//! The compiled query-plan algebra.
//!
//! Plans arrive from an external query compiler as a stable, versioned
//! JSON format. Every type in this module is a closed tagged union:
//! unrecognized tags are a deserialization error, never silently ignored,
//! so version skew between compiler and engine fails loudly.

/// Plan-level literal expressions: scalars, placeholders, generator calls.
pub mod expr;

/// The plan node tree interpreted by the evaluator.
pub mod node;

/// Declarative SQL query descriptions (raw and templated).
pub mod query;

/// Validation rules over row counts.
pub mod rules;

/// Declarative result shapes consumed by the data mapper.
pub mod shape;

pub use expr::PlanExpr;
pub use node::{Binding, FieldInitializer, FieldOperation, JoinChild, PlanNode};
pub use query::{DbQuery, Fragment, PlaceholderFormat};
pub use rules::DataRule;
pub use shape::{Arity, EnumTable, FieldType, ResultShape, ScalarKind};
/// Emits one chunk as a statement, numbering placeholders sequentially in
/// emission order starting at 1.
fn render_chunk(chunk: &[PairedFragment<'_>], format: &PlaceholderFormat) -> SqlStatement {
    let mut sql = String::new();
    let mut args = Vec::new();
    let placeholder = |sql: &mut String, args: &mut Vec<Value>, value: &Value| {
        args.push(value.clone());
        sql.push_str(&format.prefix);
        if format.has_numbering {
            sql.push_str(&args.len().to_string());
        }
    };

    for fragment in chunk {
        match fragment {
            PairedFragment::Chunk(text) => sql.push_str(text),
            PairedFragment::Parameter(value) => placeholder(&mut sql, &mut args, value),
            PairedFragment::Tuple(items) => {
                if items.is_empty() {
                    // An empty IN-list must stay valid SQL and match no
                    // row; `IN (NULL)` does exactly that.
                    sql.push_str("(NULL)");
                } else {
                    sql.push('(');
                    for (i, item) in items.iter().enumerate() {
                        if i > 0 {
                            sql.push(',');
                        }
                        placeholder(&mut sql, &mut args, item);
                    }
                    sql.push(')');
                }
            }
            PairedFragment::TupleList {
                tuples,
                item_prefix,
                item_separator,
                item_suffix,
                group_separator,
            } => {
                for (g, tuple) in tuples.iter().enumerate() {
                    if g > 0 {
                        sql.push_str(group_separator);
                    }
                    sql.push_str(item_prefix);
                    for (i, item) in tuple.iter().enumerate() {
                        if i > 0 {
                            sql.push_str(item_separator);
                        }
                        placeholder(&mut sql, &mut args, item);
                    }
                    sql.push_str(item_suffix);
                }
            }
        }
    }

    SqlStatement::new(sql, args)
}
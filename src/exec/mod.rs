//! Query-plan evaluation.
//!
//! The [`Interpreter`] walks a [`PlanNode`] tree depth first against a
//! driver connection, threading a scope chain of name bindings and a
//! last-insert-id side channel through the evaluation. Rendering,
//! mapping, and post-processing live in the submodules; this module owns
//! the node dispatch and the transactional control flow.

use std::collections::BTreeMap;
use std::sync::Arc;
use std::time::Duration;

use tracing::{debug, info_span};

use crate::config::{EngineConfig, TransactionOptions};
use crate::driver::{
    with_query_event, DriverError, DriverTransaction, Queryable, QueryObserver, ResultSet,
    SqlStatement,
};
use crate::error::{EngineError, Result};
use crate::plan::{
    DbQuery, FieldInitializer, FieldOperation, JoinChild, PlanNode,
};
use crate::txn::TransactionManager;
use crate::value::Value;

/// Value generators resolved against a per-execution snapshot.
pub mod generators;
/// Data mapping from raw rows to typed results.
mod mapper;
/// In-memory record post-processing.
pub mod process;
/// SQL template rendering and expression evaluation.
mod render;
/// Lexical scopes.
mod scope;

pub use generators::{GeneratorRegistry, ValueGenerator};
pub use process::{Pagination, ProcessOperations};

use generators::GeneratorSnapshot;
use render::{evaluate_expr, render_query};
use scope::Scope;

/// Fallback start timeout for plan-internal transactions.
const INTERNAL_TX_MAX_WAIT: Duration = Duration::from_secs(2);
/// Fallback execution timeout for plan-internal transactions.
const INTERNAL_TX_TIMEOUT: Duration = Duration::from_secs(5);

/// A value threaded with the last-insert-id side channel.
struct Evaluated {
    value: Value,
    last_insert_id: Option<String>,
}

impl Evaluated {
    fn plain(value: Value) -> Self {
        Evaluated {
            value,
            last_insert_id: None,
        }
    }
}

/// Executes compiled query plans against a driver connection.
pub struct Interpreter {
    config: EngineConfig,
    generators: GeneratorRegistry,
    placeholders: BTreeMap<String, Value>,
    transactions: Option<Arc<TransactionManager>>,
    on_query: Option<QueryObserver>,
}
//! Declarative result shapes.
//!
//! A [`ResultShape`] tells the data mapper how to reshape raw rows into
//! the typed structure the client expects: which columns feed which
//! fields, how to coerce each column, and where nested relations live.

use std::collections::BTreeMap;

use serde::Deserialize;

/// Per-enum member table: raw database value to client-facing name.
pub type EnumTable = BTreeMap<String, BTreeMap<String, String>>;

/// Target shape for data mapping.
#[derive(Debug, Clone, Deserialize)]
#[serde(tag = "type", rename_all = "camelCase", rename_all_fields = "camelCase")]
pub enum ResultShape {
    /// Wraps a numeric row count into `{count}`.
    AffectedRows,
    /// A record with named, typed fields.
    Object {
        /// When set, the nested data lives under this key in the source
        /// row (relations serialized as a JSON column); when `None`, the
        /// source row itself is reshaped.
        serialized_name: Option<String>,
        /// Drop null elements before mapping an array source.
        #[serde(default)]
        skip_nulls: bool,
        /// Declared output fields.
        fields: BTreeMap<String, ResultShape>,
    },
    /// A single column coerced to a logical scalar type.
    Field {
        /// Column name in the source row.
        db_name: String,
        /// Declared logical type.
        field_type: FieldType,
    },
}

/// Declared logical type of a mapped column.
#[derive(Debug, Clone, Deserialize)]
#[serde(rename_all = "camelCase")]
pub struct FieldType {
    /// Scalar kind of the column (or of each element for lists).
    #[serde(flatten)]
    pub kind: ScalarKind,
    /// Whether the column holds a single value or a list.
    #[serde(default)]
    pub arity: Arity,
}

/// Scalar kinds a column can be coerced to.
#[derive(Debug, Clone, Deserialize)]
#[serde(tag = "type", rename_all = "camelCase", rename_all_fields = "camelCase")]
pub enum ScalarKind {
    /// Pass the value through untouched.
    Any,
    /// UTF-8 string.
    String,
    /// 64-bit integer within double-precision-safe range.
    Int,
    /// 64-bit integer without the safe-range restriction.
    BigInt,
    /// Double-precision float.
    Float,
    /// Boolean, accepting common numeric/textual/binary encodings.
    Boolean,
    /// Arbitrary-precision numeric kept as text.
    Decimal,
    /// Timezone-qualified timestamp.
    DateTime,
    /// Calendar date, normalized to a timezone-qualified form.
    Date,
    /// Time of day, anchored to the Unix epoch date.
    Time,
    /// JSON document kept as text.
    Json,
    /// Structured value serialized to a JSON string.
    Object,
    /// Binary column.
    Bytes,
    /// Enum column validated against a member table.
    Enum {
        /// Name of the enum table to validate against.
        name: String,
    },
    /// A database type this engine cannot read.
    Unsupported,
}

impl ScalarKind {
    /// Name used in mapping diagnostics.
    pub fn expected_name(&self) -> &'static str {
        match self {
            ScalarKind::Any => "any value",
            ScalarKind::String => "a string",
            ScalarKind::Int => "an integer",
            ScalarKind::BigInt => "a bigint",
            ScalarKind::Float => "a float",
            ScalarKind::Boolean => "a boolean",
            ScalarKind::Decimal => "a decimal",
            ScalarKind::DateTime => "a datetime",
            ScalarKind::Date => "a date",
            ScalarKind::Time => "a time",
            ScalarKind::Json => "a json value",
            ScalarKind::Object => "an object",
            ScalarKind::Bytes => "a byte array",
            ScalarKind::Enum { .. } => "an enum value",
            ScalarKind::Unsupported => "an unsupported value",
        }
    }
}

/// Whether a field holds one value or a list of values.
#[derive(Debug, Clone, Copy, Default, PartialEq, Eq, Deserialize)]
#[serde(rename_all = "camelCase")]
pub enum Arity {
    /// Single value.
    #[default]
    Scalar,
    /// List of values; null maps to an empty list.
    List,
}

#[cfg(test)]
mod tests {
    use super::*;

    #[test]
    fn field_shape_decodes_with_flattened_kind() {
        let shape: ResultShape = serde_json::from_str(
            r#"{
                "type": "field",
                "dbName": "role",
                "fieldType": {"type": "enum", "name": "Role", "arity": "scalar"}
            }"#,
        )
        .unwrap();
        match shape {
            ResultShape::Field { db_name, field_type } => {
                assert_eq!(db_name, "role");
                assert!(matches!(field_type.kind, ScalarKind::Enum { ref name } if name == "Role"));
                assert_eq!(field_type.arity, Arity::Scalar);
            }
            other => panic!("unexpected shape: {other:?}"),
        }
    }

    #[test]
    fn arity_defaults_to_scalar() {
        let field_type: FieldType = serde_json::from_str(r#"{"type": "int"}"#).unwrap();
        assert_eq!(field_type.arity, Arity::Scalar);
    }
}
————
What to produce » Copy out only the lines running from the beginning of the data to the line with "pub mod rules;", both ends included.

Solution »
//! The compiled query-plan algebra.
//!
//! Plans arrive from an external query compiler as a stable, versioned
//! JSON format. Every type in this module is a closed tagged union:
//! unrecognized tags are a deserialization error, never silently ignored,
//! so version skew between compiler and engine fails loudly.

/// Plan-level literal expressions: scalars, placeholders, generator calls.
pub mod expr;

/// The plan node tree interpreted by the evaluator.
pub mod node;

/// Declarative SQL query descriptions (raw and templated).
pub mod query;

/// Validation rules over row counts.
pub mod rules;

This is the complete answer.